Today - five years after the inception of the DECIPHER database - researchers have published a report that reveals the developing role of the database in revolutionising both clinical practice and genetic research.
The report explores the growing benefits of DECIPHER for researchers, clinicians and patients - highlighting how the data, provided by around 100 centres and shared openly worldwide, can benefit all three groups.
DECIPHER - the Database of Chromosomal Imbalance and Phenotype in Humans using Ensembl Resources - is hosted at the Wellcome Trust Sanger Institute. It was established in 2004 to catalogue submicroscopic structural duplications, deletions and rearrangements in the genome - called copy number variants (CNVs) - and to uncover their possible role in disease.
"The first comprehensive map of human copy number variation was produced just three years ago, changing our understanding of human genetics" explains Nigel Carter, a lead member of the DECIPHER team from the Wellcome Trust Sanger Institute. "Since then, over 10,000 CNVs have been found, covering about 5 per cent of the human genome. This rate of advance has been remarkable: using new technologies, we are able to uncover the smaller, elusive variants at a 50 fold-higher resolution. But the pivotal role that DECIPHER plays is in looking at how these variants affect human health."
The problem researchers face is that while many CNVs initially appear to have no visible effect on individual health, others appear to have minor effects, and some are harmful. What DECIPHER helps clinicians to do is to evaluate CNVs and determine whether or not they are linked to the patient's problems. In some cases, the findings are novel or have been observed only a handful of times before. With consent from the patient, data can be shared worldwide and clusters of people with overlapping genetic rearrangements can be identified.
By looking at genetic information first in an unbiased and less subjective manner, recurrent genetic changes can be found, researchers can then seek matching symptoms. This reverses the traditional practice of identification where researchers would move from individuals with shared symptoms back to a chromosomal cause and is particularly helpful for conditions such as learning disability and congenital disorders which have a large number of different genetic causes.

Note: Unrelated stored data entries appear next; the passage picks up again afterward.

//! Threshold-based mapping from a waste quantity to a [`Label`].

use crate::model::{Label, ThresholdPolicy};

#[derive(Debug, Clone, Default, PartialEq)]
/// Applies a [`ThresholdPolicy`] to waste quantities.
pub struct Categorizer {
    policy: ThresholdPolicy,
}

impl Categorizer {
    /// Create a categorizer for the given policy.
    #[must_use]
    pub const fn new(policy: ThresholdPolicy) -> Self {
        Self { policy }
    }

    /// The policy in use.
    #[must_use]
    pub const fn policy(&self) -> &ThresholdPolicy {
        &self.policy
    }

    /// Label a quantity. `NaN` is [`Label::Unknown`]; infinities fall into the outer levels.
    #[must_use]
    pub fn categorize(&self, waste_quantity: f64) -> Label {
        if waste_quantity.is_nan() {
            Label::Unknown
        } else if waste_quantity < self.policy.low_medium {
            Label::Low
        } else if waste_quantity < self.policy.medium_high {
            Label::Medium
        } else {
            Label::High
        }
    }
}
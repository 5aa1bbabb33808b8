//! Process entry point: configuration, logging, classifier bootstrap, HTTP serving.

use std::sync::Arc;

use anyhow::{Context, Result};
use tokio::net::TcpListener;
use tracing::info;
use tracing_subscriber::EnvFilter;

use basura_server::{ServerConfig, build_service, router};

#[tokio::main]
async fn main() -> Result<()> {
    // A missing .env file is fine.
    dotenv::dotenv().ok();

    tracing_subscriber::fmt()
        .with_env_filter(
            EnvFilter::try_from_default_env()
                .unwrap_or_else(|_| EnvFilter::new("info,tower_http=debug")),
        )
        .with_target(false)
        .init();

    let config = ServerConfig::from_env().context("invalid configuration")?;
    info!(
        dataset = %config.dataset_path.display(),
        model = %config.model_path.display(),
        policy = %config.policy.version,
        "starting basura server"
    );

    let service = build_service(&config);
    let state = service.bootstrap().await;
    info!(%state, "classifier bootstrap finished");

    let app = router(Arc::clone(&service), config.max_upload_bytes);
    let address = config.bind_address();
    let listener = TcpListener::bind(&address)
        .await
        .with_context(|| format!("binding {address}"))?;
    info!(%address, "listening");

    axum::serve(listener, app).await.context("HTTP server failed")?;
    Ok(())
}
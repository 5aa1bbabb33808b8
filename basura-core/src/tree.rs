//! Decision tree classifier over a single numeric feature.
//!
//! Nodes live in one flat vector and refer to their children by index, so a fitted tree
//! serializes as plain data. Growth is unconstrained CART with gini impurity: a node splits
//! until it is pure or its samples share one value. Split thresholds sit halfway between
//! adjacent distinct values, and `value <= threshold` goes left.

use std::cmp::Ordering;

use serde::{Deserialize, Serialize};

use crate::model::Label;
use crate::ports::CoreError;

#[derive(Debug, Clone, PartialEq, Serialize, Deserialize)]
/// A node of a fitted tree.
pub enum TreeNode {
    /// Terminal node with per-class sample counts, indexed like [`DecisionTree::classes`].
    Leaf {
        /// Training samples per class that reached this leaf.
        counts: Vec<usize>,
    },
    /// Internal node.
    Split {
        /// Values at or below this go to `left`.
        threshold: f64,
        /// Index of the left child.
        left: usize,
        /// Index of the right child.
        right: usize,
    },
}

#[derive(Debug, Clone, Copy, PartialEq, Serialize, Deserialize)]
/// Classifier output for one sample.
pub struct Prediction {
    /// Predicted level.
    pub label: Label,
    /// Posterior probability of `label`, when the classifier exposes one.
    pub confidence: Option<f64>,
}

#[derive(Debug, Clone, PartialEq, Serialize, Deserialize)]
/// A fitted decision tree.
pub struct DecisionTree {
    classes: Vec<Label>,
    nodes: Vec<TreeNode>,
}

#[expect(
    clippy::cast_precision_loss,
    reason = "sample counts stay far below 2^52"
)]
fn gini(counts: &[usize], total: usize) -> f64 {
    if total == 0 {
        return 0.0;
    }
    let total = total as f64;
    1.0 - counts
        .iter()
        .map(|&count| {
            let share = count as f64 / total;
            share * share
        })
        .sum::<f64>()
}

impl DecisionTree {
    /// Fit a tree to `(value, label)` samples.
    ///
    /// # Errors
    ///
    /// Returns [`CoreError::Training`] when there are no samples or a sample is not finite or
    /// carries [`Label::Unknown`].
    pub fn fit(samples: &[(f64, Label)]) -> Result<Self, CoreError> {
        if samples.is_empty() {
            return Err(CoreError::Training("no training samples".into()));
        }
        if samples
            .iter()
            .any(|(value, label)| !value.is_finite() || *label == Label::Unknown)
        {
            return Err(CoreError::Training(
                "training samples must be finite and labelled".into(),
            ));
        }

        let classes: Vec<Label> = Label::LEVELS
            .into_iter()
            .filter(|level| samples.iter().any(|(_, label)| label == level))
            .collect();

        let mut encoded: Vec<(f64, usize)> = samples
            .iter()
            .filter_map(|(value, label)| {
                classes
                    .iter()
                    .position(|class| class == label)
                    .map(|index| (*value, index))
            })
            .collect();
        encoded.sort_by(|left, right| left.0.total_cmp(&right.0));

        let mut tree = Self {
            classes,
            nodes: Vec::new(),
        };
        tree.grow(&encoded);
        Ok(tree)
    }

    /// Grow a subtree from samples sorted by value, returning its root index.
    fn grow(&mut self, samples: &[(f64, usize)]) -> usize {
        let class_count = self.classes.len();
        let mut counts = vec![0_usize; class_count];
        for (_, class) in samples {
            if let Some(count) = counts.get_mut(*class) {
                *count += 1;
            }
        }

        let index = self.nodes.len();
        self.nodes.push(TreeNode::Leaf {
            counts: counts.clone(),
        });

        let is_pure = counts.iter().filter(|&&count| count > 0).count() <= 1;
        let Some(split_at) = (!is_pure)
            .then(|| Self::best_split(samples, &counts))
            .flatten()
        else {
            return index;
        };

        let (left_samples, right_samples) = samples.split_at(split_at);
        let (Some(&(below, _)), Some(&(above, _))) = (left_samples.last(), right_samples.first())
        else {
            return index;
        };
        let mut threshold = below + (above - below) / 2.0;
        if threshold >= above {
            threshold = below;
        }

        let left = self.grow(left_samples);
        let right = self.grow(right_samples);
        if let Some(node) = self.nodes.get_mut(index) {
            *node = TreeNode::Split {
                threshold,
                left,
                right,
            };
        }
        index
    }

    /// Position that minimizes the weighted gini impurity of the two halves.
    fn best_split(samples: &[(f64, usize)], counts: &[usize]) -> Option<usize> {
        let total = samples.len();
        let mut left_counts = vec![0_usize; counts.len()];
        let mut best: Option<(usize, f64)> = None;

        for (position, window) in samples.windows(2).enumerate() {
            let [(value, class), (next_value, _)] = window else {
                continue;
            };
            if let Some(count) = left_counts.get_mut(*class) {
                *count += 1;
            }
            if value.total_cmp(next_value) != Ordering::Less {
                continue;
            }

            let left_total = position + 1;
            let right_total = total - left_total;
            let right_counts: Vec<usize> = counts
                .iter()
                .zip(&left_counts)
                .map(|(all, left)| all - left)
                .collect();
            #[expect(
                clippy::cast_precision_loss,
                reason = "sample counts stay far below 2^52"
            )]
            let impurity = (left_total as f64 * gini(&left_counts, left_total)
                + right_total as f64 * gini(&right_counts, right_total))
                / total as f64;

            if best.is_none_or(|(_, best_impurity)| impurity < best_impurity) {
                best = Some((left_total, impurity));
            }
        }

        best.map(|(split_at, _)| split_at)
    }

    /// Classes the tree can predict, in severity order.
    #[must_use]
    pub fn classes(&self) -> &[Label] {
        &self.classes
    }

    /// Class probabilities for a value, aligned with [`DecisionTree::classes`].
    ///
    /// # Errors
    ///
    /// Returns [`CoreError::Artifact`] when the tree structure is broken, which can only
    /// happen for a tampered artifact.
    #[expect(
        clippy::cast_precision_loss,
        reason = "leaf counts stay far below 2^52"
    )]
    pub fn predict_proba(&self, value: f64) -> Result<Vec<f64>, CoreError> {
        let counts = self.leaf_counts(value)?;
        let total: usize = counts.iter().sum();
        if total == 0 {
            return Err(CoreError::Artifact("tree has an empty leaf".into()));
        }
        Ok(counts
            .iter()
            .map(|&count| count as f64 / total as f64)
            .collect())
    }

    /// Most probable class for a value with its posterior probability.
    ///
    /// # Errors
    ///
    /// Returns [`CoreError::Artifact`] when the tree structure is broken.
    pub fn predict(&self, value: f64) -> Result<Prediction, CoreError> {
        let probabilities = self.predict_proba(value)?;
        let best = probabilities
            .iter()
            .enumerate()
            .fold(None, |best: Option<(usize, f64)>, (index, &probability)| {
                match best {
                    Some((_, best_probability)) if best_probability >= probability => best,
                    _ => Some((index, probability)),
                }
            });
        let (index, probability) =
            best.ok_or_else(|| CoreError::Artifact("tree has no classes".into()))?;
        let label = *self
            .classes
            .get(index)
            .ok_or_else(|| CoreError::Artifact("leaf class out of range".into()))?;
        Ok(Prediction {
            label,
            confidence: Some(probability),
        })
    }

    fn leaf_counts(&self, value: f64) -> Result<&[usize], CoreError> {
        let mut index = 0;
        // A valid tree reaches a leaf in fewer steps than it has nodes.
        for _ in 0..=self.nodes.len() {
            match self.nodes.get(index) {
                Some(TreeNode::Leaf { counts }) => return Ok(counts),
                Some(TreeNode::Split {
                    threshold,
                    left,
                    right,
                }) => index = if value <= *threshold { *left } else { *right },
                None => break,
            }
        }
        Err(CoreError::Artifact("tree node index out of range".into()))
    }

    /// Number of nodes.
    #[must_use]
    pub fn node_count(&self) -> usize {
        self.nodes.len()
    }

    /// Number of leaves.
    #[must_use]
    pub fn leaf_count(&self) -> usize {
        self.nodes
            .iter()
            .filter(|node| matches!(node, TreeNode::Leaf { .. }))
            .count()
    }

    /// Longest root-to-leaf path.
    #[must_use]
    pub fn depth(&self) -> usize {
        let mut deepest = 0;
        let mut pending = vec![(0_usize, 0_usize)];
        while let Some((index, depth)) = pending.pop() {
            match self.nodes.get(index) {
                Some(TreeNode::Split { left, right, .. }) if depth < self.nodes.len() => {
                    pending.push((*left, depth + 1));
                    pending.push((*right, depth + 1));
                }
                Some(_) => deepest = deepest.max(depth),
                None => {}
            }
        }
        deepest
    }
}
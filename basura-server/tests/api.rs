//! HTTP behaviour of the router, driven in-process against a temporary dataset.

use std::path::PathBuf;
use std::sync::Arc;

use axum::{
    Router,
    body::{Body, to_bytes},
    http::{Request, StatusCode, header},
};
use serde_json::{Value, json};
use tempfile::TempDir;
use tower::ServiceExt;

use basura_core::{model::ThresholdPolicy, service::WasteService};
use basura_server::{ServerConfig, build_service, router};

const SCENARIO: &str = "Barangay,TotalWaste\nA,100\nB,5000\nTotal,5100\n";

struct Harness {
    _dir: TempDir,
    dataset: PathBuf,
    service: Arc<WasteService>,
    app: Router,
}

impl Harness {
    fn new(sheet: &str) -> Self {
        let dir = tempfile::tempdir().expect("tempdir");
        let dataset = dir.path().join("dataset.csv");
        std::fs::write(&dataset, sheet).expect("write dataset");
        let config = ServerConfig {
            dataset_path: dataset.clone(),
            model_path: dir.path().join("model.json"),
            policy: ThresholdPolicy::preset("weekly-3000-8000").expect("known preset"),
            ..ServerConfig::default()
        };
        let service = build_service(&config);
        let app = router(Arc::clone(&service), config.max_upload_bytes);
        Self {
            _dir: dir,
            dataset,
            service,
            app,
        }
    }

    async fn send(&self, request: Request<Body>) -> (StatusCode, Value) {
        let response = self
            .app
            .clone()
            .oneshot(request)
            .await
            .expect("router is infallible");
        let status = response.status();
        let bytes = to_bytes(response.into_body(), usize::MAX)
            .await
            .expect("body");
        let body = if bytes.is_empty() {
            Value::Null
        } else {
            serde_json::from_slice(&bytes).expect("json body")
        };
        (status, body)
    }

    async fn get(&self, uri: &str) -> (StatusCode, Value) {
        self.send(Request::get(uri).body(Body::empty()).expect("request"))
            .await
    }

    async fn post(&self, uri: &str) -> (StatusCode, Value) {
        self.send(Request::post(uri).body(Body::empty()).expect("request"))
            .await
    }

    async fn post_json(&self, uri: &str, body: &Value) -> (StatusCode, Value) {
        self.send(
            Request::post(uri)
                .header(header::CONTENT_TYPE, "application/json")
                .body(Body::from(body.to_string()))
                .expect("request"),
        )
        .await
    }

    async fn upload(&self, file_name: &str, contents: &str) -> (StatusCode, Value) {
        let boundary = "basura-test-boundary";
        let body = format!(
            "--{boundary}\r\nContent-Disposition: form-data; name=\"file\"; filename=\"{file_name}\"\r\nContent-Type: application/octet-stream\r\n\r\n{contents}\r\n--{boundary}--\r\n"
        );
        self.send(
            Request::post("/upload")
                .header(
                    header::CONTENT_TYPE,
                    format!("multipart/form-data; boundary={boundary}"),
                )
                .body(Body::from(body))
                .expect("request"),
        )
        .await
    }
}

fn trainable_sheet() -> String {
    let mut sheet = String::from("Barangay,TotalWaste\n");
    for index in 0..10 {
        sheet.push_str(&format!("Low {index},1000\nMid {index},5000\nHigh {index},9000\n"));
    }
    sheet.push_str("Total,150000\n");
    sheet
}

#[tokio::test]
async fn read_endpoints_serve_the_scenario() {
    let harness = Harness::new(SCENARIO);

    let (status, body) = harness.get("/api/predictions").await;
    assert_eq!(status, StatusCode::OK);
    assert_eq!(
        body,
        json!([
            {
                "id": "1",
                "barangay": "A",
                "predictionLevel": "Low",
                "wasteVolume": 100.0,
                "recommendedAction": "Reduced collection frequency"
            },
            {
                "id": "2",
                "barangay": "B",
                "predictionLevel": "Medium",
                "wasteVolume": 5000.0,
                "recommendedAction": "Standard collection schedule"
            }
        ])
    );

    let (status, body) = harness.get("/api/total").await;
    assert_eq!(status, StatusCode::OK);
    assert_eq!(
        body,
        json!({
            "totalWaste": 5100.0,
            "category": "Medium",
            "recommendedAction": "Standard collection schedule"
        })
    );

    let (_, body) = harness.get("/api/waste-data").await;
    assert_eq!(
        body,
        json!([
            { "barangay": "A", "predicted": 100.0 },
            { "barangay": "B", "predicted": 5000.0 }
        ])
    );

    let (_, body) = harness.get("/api/top5").await;
    assert_eq!(body[0]["barangay"], "B");

    let (_, body) = harness.get("/api/statistics").await;
    assert_eq!(body["areaCount"], 2);
    assert_eq!(body["highestArea"]["barangay"], "B");
}

#[tokio::test]
async fn total_is_null_without_aggregate_row() {
    let harness = Harness::new("Barangay,TotalWaste\nA,100\n");
    let (status, body) = harness.get("/api/total").await;
    assert_eq!(status, StatusCode::OK);
    assert_eq!(body, json!({ "totalWaste": null }));
}

#[tokio::test]
async fn unresolvable_sheet_fails_per_request() {
    let harness = Harness::new("Barangay,Notes\nA,quiet\n");
    let (status, body) = harness.get("/api/predictions").await;
    assert_eq!(status, StatusCode::UNPROCESSABLE_ENTITY);
    assert!(body["error"].as_str().is_some_and(|msg| msg.contains("waste")));

    let (status, _) = harness.get("/").await;
    assert_eq!(status, StatusCode::OK);
}

#[tokio::test]
async fn predict_requires_a_trained_model() {
    let harness = Harness::new(&trainable_sheet());
    let (status, body) = harness
        .post_json("/predict", &json!({ "TotalWaste": 9000 }))
        .await;
    assert_eq!(status, StatusCode::SERVICE_UNAVAILABLE);
    assert!(body["error"].is_string());

    let (_, body) = harness.get("/").await;
    assert_eq!(body["model"], "unloaded");
    assert_eq!(body["ready"], false);
    let (_, body) = harness.get("/api/model").await;
    assert_eq!(body["ready"], false);
}

#[tokio::test]
async fn train_then_predict() {
    let harness = Harness::new(&trainable_sheet());

    let (status, body) = harness.post("/api/train").await;
    assert_eq!(status, StatusCode::OK);
    assert_eq!(body["success"], true);

    let (status, body) = harness
        .post_json("/predict", &json!({ "TotalWaste": 9000 }))
        .await;
    assert_eq!(status, StatusCode::OK);
    assert_eq!(body["level"], "High");
    assert!(body["confidence"].as_f64().is_some());
    assert_eq!(body["predicted_weekly_kg"], 9000.0);

    let (_, body) = harness
        .post_json("/api/predict", &json!({ "waste_amount": "1000" }))
        .await;
    assert_eq!(body["level"], "Low");

    let (status, body) = harness.get("/api/evaluate").await;
    assert_eq!(status, StatusCode::OK);
    assert_eq!(body["accuracy"], 1.0);
    assert_eq!(body["samples"], 9);

    let (_, body) = harness.get("/api/model").await;
    assert_eq!(body["state"], "trained");
    assert_eq!(body["ready"], true);
    assert_eq!(body["policy"]["version"], "weekly-3000-8000");
}

#[tokio::test]
async fn non_numeric_prediction_is_rejected_without_touching_the_model() {
    let harness = Harness::new(&trainable_sheet());
    let (status, _) = harness.post("/api/train").await;
    assert_eq!(status, StatusCode::OK);
    let before = harness.service.lifecycle().current().expect("trained");

    let (status, body) = harness
        .post_json("/predict", &json!({ "TotalWaste": "abc" }))
        .await;
    assert_eq!(status, StatusCode::BAD_REQUEST);
    assert!(body["error"].is_string());

    let (status, _) = harness.post_json("/predict", &json!({})).await;
    assert_eq!(status, StatusCode::BAD_REQUEST);

    let after = harness.service.lifecycle().current().expect("still trained");
    assert!(Arc::ptr_eq(&before, &after));
}

#[tokio::test]
async fn single_label_retrain_reports_failure_and_keeps_serving() {
    let harness = Harness::new(&trainable_sheet());
    let (status, _) = harness.post("/api/train").await;
    assert_eq!(status, StatusCode::OK);

    std::fs::write(&harness.dataset, "Barangay,TotalWaste\nA,10\nB,20\nC,30\n")
        .expect("rewrite dataset");
    let (status, body) = harness.post("/api/train").await;
    assert_eq!(status, StatusCode::UNPROCESSABLE_ENTITY);
    assert_eq!(body["success"], false);

    let (status, body) = harness
        .post_json("/predict", &json!({ "totalWaste": 9000 }))
        .await;
    assert_eq!(status, StatusCode::OK);
    assert_eq!(body["level"], "High");
}

#[tokio::test]
async fn upload_replaces_dataset_and_retrains() {
    let harness = Harness::new(SCENARIO);

    let (status, body) = harness.upload("fresh.csv", &trainable_sheet()).await;
    assert_eq!(status, StatusCode::OK);
    assert_eq!(body["retrained"], true);
    assert_eq!(body["records"], 30);
    assert_eq!(body["hasAggregate"], true);

    let (_, body) = harness.get("/api/predictions").await;
    assert_eq!(body.as_array().map(Vec::len), Some(30));

    let (status, _) = harness
        .post_json("/predict", &json!({ "TotalWaste": 5000 }))
        .await;
    assert_eq!(status, StatusCode::OK);
}

#[tokio::test]
async fn unsupported_upload_is_refused() {
    let harness = Harness::new(SCENARIO);
    let (status, body) = harness.upload("photo.png", "not a sheet").await;
    assert_eq!(status, StatusCode::UNSUPPORTED_MEDIA_TYPE);
    assert_eq!(
        body["error"],
        "Unsupported file format: .png (accepted: .csv, .ods, .xls, .xlsb, .xlsx)"
    );

    let (_, body) = harness.get("/api/predictions").await;
    assert_eq!(body.as_array().map(Vec::len), Some(2));
}
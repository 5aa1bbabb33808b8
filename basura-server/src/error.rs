use axum::{
    Json,
    http::StatusCode,
    response::{IntoResponse, Response},
};
use serde_json::json;
use tracing::{error, warn};

use basura_core::ports::CoreError;

/// HTTP status for a pipeline error.
#[must_use]
pub fn status_for(err: &CoreError) -> StatusCode {
    match err {
        CoreError::InputValidation(_) => StatusCode::BAD_REQUEST,
        CoreError::UnsupportedFormat(_) => StatusCode::UNSUPPORTED_MEDIA_TYPE,
        CoreError::SchemaResolution { .. }
        | CoreError::DatasetEmpty
        | CoreError::Training(_)
        | CoreError::Evaluation(_)
        | CoreError::Parse(_) => StatusCode::UNPROCESSABLE_ENTITY,
        CoreError::ModelNotReady => StatusCode::SERVICE_UNAVAILABLE,
        CoreError::Artifact(_) | CoreError::Io(_) => StatusCode::INTERNAL_SERVER_ERROR,
    }
}

/// Log a failed request at a level matching its status.
pub(crate) fn log_failure(status: StatusCode, err: &CoreError) {
    if status.is_server_error() {
        error!(%status, error = %err, "request failed");
    } else {
        warn!(%status, error = %err, "request rejected");
    }
}

#[derive(Debug)]
/// A [`CoreError`] rendered as `{ "error": message }` with a matching status.
pub struct ApiError(pub CoreError);

impl ApiError {
    /// Reject malformed request input.
    pub fn invalid<S: Into<String>>(message: S) -> Self {
        Self(CoreError::InputValidation(message.into()))
    }

    /// Status this error is reported with.
    #[must_use]
    pub fn status(&self) -> StatusCode {
        status_for(&self.0)
    }
}

impl From<CoreError> for ApiError {
    fn from(err: CoreError) -> Self {
        Self(err)
    }
}

impl IntoResponse for ApiError {
    fn into_response(self) -> Response {
        let status = self.status();
        log_failure(status, &self.0);
        (status, Json(json!({ "error": self.0.to_string() }))).into_response()
    }
}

"We need new ways to uncover those rearrangements that cause human disease. But we must also be wary of dismissing CNVs if they appear to have no physical effect," says Charles Lee, an Associate Professor at Harvard Medical School and a Clinical Cytogeneticist at Brigham and Women's Hospital in Boston, USA. "For example, there may be variants that only affect people with a specific genetic makeup; or sometimes specific combinations of variants may result in pathology."